EXERCISE INPUT =>
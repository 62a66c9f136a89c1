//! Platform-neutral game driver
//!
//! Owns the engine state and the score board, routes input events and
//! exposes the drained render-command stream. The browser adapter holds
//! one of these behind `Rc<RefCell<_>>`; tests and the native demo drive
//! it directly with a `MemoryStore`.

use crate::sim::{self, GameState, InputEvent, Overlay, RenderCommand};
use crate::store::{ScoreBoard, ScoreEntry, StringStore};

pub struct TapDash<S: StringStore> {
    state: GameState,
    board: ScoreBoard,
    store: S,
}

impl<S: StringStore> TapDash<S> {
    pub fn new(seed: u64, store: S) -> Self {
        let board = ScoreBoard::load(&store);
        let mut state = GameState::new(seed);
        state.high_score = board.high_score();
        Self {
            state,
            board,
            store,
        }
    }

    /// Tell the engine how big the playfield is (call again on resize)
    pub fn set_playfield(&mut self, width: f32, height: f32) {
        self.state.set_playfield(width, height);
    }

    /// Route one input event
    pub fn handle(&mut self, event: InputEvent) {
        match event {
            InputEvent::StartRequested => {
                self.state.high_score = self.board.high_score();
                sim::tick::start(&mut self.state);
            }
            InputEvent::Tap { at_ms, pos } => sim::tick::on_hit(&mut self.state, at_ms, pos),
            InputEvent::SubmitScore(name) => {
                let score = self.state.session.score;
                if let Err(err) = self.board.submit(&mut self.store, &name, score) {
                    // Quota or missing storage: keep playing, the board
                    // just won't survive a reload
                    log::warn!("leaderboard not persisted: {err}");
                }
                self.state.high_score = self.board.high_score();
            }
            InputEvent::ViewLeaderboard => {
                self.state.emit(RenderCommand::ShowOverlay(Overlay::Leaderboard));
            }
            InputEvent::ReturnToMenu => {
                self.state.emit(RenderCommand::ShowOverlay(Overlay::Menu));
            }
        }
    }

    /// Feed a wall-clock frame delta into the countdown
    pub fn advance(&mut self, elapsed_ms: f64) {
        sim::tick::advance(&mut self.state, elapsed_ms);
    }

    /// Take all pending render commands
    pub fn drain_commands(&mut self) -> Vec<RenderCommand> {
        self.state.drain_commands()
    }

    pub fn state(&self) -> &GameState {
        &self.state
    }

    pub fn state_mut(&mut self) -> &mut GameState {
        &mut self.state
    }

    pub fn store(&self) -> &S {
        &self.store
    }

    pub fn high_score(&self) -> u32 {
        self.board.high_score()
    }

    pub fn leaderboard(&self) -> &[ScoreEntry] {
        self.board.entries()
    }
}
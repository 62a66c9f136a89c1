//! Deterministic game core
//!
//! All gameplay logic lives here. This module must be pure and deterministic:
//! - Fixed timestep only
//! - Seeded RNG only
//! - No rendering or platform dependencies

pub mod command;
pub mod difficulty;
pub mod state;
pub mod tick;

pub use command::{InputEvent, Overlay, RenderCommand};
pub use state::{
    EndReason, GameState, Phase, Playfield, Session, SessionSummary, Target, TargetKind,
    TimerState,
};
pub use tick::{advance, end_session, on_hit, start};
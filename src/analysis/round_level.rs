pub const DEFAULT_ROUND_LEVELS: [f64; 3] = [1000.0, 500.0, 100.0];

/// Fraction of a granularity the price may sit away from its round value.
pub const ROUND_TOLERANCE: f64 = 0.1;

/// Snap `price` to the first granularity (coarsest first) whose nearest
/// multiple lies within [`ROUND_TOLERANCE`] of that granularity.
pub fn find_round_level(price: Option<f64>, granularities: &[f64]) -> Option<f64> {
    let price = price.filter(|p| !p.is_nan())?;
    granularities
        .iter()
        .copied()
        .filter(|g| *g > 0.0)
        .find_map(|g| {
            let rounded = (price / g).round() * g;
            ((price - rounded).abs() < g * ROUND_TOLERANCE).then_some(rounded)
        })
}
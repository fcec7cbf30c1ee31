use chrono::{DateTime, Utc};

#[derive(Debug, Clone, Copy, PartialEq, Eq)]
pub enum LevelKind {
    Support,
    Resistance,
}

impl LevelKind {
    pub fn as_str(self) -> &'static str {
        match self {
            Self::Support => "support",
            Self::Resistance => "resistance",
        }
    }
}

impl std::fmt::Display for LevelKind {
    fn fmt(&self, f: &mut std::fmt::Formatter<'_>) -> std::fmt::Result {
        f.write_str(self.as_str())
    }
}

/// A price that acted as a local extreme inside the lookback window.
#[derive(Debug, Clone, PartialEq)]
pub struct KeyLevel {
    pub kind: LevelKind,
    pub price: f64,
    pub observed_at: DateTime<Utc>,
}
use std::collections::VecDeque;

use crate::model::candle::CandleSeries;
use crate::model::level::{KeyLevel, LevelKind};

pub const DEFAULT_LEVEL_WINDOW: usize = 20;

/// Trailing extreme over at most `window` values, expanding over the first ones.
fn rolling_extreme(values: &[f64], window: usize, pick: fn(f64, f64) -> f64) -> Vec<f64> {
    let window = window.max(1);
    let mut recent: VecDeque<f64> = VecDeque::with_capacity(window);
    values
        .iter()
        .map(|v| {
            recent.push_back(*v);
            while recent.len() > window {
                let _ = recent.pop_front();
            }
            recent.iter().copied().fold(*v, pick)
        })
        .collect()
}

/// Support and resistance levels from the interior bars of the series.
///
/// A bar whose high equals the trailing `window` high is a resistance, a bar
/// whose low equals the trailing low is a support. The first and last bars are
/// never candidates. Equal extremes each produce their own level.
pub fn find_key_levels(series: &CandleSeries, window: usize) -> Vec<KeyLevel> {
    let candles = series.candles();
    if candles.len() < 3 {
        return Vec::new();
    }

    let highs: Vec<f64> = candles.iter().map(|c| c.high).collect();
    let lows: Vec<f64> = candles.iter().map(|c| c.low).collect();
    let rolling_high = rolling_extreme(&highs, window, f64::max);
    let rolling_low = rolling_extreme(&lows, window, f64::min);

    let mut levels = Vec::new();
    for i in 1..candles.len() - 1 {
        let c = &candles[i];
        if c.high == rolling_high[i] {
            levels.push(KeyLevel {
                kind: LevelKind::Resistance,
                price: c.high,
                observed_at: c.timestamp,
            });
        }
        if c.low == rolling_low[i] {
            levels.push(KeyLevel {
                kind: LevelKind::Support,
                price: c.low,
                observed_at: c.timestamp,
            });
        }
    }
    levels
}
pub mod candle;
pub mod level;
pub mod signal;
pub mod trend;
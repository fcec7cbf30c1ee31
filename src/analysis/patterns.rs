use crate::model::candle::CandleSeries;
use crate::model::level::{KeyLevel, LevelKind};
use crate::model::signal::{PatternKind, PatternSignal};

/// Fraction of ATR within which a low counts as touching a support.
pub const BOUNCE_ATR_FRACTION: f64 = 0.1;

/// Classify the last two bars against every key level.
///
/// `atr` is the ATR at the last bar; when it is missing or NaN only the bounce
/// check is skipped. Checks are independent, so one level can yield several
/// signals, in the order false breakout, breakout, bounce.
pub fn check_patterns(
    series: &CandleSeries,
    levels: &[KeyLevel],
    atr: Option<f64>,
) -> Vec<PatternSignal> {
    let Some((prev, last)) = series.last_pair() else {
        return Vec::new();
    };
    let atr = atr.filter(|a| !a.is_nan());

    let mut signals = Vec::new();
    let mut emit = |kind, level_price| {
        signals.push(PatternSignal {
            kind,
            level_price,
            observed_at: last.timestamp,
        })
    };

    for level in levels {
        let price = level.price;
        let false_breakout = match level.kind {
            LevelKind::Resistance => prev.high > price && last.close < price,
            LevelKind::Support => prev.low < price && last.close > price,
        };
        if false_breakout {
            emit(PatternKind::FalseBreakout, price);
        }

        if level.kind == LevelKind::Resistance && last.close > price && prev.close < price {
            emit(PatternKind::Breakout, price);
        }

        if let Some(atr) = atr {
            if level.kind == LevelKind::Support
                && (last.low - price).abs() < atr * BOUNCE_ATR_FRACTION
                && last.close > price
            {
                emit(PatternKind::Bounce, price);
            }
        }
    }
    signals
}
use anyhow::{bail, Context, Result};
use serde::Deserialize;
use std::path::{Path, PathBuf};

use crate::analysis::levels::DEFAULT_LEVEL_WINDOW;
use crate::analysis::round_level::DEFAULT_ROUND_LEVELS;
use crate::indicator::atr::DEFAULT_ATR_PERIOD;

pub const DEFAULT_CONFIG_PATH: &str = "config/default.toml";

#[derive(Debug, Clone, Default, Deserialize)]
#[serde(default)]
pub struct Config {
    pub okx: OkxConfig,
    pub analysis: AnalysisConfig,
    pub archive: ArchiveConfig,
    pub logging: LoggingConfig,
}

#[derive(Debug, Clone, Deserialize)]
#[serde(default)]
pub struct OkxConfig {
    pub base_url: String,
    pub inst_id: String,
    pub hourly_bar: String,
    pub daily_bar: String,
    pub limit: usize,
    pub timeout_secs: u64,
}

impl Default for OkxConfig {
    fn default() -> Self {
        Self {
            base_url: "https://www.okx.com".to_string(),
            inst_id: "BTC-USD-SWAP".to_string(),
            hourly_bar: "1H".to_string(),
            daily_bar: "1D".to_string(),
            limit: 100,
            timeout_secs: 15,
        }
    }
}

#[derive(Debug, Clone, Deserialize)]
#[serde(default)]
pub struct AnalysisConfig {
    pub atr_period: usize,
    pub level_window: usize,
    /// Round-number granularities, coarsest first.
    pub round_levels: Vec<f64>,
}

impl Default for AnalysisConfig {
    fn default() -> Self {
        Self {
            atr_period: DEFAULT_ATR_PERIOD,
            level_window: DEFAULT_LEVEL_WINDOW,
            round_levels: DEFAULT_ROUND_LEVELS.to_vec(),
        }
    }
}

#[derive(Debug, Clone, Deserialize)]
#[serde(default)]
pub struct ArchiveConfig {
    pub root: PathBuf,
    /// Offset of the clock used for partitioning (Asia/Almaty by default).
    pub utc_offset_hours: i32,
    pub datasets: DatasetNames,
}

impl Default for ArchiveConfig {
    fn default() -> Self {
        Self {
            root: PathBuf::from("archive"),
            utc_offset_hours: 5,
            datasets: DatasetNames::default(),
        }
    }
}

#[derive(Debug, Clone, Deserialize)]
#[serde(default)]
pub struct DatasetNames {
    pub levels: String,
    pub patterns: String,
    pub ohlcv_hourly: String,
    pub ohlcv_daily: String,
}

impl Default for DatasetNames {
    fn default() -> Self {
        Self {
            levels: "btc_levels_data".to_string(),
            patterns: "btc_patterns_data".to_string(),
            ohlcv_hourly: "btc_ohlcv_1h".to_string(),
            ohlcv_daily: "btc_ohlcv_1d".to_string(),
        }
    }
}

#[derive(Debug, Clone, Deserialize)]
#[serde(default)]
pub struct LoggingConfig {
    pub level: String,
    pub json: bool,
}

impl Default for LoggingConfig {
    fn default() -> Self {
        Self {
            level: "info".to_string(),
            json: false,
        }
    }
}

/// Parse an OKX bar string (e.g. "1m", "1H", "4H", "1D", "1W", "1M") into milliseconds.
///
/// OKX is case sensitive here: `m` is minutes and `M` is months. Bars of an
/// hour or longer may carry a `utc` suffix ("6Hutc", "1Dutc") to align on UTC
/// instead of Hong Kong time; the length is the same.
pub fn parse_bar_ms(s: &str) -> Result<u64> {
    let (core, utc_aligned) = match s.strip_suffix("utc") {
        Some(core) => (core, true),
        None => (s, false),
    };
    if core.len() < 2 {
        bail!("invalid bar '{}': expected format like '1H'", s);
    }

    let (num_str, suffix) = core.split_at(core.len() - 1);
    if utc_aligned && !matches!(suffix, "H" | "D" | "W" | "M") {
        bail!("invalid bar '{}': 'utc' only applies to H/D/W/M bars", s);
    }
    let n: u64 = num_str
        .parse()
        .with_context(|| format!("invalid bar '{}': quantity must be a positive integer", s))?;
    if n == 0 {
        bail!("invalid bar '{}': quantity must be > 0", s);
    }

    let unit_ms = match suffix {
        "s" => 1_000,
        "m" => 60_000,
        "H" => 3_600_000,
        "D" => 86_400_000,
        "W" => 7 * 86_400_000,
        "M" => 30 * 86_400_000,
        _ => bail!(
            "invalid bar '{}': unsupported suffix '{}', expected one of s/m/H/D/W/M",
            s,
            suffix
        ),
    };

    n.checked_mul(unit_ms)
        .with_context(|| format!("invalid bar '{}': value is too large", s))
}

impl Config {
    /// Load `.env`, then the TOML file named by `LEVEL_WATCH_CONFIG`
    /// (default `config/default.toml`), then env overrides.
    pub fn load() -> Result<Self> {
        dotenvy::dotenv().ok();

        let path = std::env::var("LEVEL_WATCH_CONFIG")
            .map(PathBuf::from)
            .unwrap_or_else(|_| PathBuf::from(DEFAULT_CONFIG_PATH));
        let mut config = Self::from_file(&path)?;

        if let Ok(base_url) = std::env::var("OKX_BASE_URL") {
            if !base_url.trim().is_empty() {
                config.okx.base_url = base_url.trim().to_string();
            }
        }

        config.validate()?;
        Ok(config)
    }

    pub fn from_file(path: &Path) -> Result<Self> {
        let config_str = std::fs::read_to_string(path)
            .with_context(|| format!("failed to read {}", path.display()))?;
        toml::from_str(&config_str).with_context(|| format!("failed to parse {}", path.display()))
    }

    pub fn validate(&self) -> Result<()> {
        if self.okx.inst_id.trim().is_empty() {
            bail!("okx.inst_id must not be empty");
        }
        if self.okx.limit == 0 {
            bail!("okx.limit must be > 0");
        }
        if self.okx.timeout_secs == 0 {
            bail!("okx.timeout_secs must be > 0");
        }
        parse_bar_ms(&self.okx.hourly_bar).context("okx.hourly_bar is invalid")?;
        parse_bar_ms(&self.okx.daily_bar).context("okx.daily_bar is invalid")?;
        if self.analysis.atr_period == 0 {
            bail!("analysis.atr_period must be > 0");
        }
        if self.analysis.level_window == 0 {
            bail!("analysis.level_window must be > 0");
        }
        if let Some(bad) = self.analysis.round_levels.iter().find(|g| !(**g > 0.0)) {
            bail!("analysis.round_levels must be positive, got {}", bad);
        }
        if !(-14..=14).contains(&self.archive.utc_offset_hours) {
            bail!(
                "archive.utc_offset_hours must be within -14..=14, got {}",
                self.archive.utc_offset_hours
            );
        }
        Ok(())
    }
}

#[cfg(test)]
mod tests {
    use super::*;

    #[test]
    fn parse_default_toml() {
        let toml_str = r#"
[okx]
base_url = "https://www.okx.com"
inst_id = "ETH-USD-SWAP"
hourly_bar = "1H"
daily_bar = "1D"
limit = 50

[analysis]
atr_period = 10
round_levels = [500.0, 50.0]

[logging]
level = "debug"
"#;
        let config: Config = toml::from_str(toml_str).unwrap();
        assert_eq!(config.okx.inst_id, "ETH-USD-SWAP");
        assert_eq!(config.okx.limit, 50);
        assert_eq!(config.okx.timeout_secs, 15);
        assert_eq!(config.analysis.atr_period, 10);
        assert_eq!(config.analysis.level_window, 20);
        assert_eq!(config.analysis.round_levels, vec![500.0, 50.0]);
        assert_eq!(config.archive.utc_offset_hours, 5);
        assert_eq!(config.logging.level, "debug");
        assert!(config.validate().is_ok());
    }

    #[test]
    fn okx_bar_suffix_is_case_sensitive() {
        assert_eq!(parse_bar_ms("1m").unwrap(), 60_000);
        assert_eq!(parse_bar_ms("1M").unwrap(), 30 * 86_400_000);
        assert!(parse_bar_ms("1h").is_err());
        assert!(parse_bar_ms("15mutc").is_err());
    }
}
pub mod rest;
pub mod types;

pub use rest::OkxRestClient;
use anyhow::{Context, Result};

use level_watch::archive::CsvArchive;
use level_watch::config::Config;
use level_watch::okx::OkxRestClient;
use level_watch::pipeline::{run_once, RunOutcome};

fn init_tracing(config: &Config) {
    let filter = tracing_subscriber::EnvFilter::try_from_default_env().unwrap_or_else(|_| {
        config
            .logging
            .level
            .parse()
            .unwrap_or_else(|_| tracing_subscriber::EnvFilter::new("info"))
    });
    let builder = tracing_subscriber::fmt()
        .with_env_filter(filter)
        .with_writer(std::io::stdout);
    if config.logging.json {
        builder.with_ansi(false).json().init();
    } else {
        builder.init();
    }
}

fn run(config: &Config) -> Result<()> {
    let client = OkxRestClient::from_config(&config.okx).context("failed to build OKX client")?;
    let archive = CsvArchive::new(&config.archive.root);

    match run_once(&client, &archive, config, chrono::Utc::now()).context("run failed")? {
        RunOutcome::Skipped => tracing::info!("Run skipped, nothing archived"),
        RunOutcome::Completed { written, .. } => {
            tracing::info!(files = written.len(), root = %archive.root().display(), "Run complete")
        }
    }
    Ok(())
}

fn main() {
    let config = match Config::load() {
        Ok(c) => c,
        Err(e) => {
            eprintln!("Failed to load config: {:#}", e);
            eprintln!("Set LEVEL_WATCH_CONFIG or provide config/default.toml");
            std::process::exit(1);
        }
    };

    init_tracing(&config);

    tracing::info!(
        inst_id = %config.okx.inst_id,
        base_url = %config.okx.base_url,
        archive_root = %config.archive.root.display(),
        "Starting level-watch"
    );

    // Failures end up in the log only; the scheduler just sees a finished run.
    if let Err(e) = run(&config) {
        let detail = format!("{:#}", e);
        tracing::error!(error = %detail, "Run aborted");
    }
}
* * *
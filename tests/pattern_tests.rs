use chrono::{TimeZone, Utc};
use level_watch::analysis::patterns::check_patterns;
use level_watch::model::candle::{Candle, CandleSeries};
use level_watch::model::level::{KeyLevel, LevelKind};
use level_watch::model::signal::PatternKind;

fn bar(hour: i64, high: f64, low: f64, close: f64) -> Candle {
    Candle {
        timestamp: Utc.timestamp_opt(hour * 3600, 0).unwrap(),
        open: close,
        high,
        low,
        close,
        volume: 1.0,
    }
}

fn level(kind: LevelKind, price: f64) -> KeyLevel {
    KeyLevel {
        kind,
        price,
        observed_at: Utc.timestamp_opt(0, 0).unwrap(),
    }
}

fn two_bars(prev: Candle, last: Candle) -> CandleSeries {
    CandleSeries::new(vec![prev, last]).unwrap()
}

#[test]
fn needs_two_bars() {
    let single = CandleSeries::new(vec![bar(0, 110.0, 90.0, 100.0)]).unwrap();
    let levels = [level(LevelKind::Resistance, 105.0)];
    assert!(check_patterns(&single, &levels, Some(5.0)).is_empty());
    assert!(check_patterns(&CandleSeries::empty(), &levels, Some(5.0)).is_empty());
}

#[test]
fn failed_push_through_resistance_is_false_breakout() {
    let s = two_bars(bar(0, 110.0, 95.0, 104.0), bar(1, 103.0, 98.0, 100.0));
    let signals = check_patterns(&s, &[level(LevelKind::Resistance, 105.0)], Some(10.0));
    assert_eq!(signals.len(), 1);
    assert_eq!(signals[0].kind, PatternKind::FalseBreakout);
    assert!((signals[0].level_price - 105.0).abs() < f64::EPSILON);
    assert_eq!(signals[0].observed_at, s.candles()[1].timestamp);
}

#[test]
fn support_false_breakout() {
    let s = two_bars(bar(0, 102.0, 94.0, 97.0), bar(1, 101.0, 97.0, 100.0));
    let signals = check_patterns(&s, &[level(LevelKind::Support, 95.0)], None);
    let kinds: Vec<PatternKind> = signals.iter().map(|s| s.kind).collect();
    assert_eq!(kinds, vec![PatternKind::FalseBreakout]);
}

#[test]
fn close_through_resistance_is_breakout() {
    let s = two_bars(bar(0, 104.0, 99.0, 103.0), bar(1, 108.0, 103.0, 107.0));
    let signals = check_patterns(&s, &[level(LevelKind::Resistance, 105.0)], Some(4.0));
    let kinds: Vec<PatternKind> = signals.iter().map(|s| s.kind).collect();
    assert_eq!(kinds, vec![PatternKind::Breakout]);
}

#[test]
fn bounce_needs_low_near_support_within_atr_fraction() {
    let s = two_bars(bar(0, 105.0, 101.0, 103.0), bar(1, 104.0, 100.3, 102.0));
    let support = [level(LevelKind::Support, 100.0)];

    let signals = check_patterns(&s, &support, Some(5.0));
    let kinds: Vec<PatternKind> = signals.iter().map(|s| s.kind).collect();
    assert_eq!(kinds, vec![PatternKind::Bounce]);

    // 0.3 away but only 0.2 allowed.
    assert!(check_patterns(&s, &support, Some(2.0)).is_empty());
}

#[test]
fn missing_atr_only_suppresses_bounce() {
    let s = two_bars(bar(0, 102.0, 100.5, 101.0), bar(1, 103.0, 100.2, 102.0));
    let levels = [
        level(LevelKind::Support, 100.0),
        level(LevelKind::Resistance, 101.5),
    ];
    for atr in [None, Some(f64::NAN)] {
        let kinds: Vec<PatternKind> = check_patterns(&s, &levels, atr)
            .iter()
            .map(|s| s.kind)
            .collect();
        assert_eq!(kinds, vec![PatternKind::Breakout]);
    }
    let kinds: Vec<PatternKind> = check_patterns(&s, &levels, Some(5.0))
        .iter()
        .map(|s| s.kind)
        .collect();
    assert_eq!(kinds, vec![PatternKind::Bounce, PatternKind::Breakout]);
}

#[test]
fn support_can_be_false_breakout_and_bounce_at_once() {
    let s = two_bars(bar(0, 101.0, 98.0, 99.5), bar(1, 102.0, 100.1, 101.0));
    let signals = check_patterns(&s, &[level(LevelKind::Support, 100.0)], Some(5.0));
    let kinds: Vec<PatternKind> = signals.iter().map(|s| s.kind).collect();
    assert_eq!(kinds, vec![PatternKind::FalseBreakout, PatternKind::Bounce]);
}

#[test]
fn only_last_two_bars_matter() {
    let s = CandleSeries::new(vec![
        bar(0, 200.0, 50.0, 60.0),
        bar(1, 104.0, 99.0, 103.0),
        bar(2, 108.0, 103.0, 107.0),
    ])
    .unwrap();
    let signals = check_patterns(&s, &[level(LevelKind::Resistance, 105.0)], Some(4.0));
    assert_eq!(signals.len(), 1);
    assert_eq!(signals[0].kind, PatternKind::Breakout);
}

TASK OBJECTIVE =>
The count, and nothing else: how many lines of the entries contain the word "written"?

YOUR RESPONSE =>
2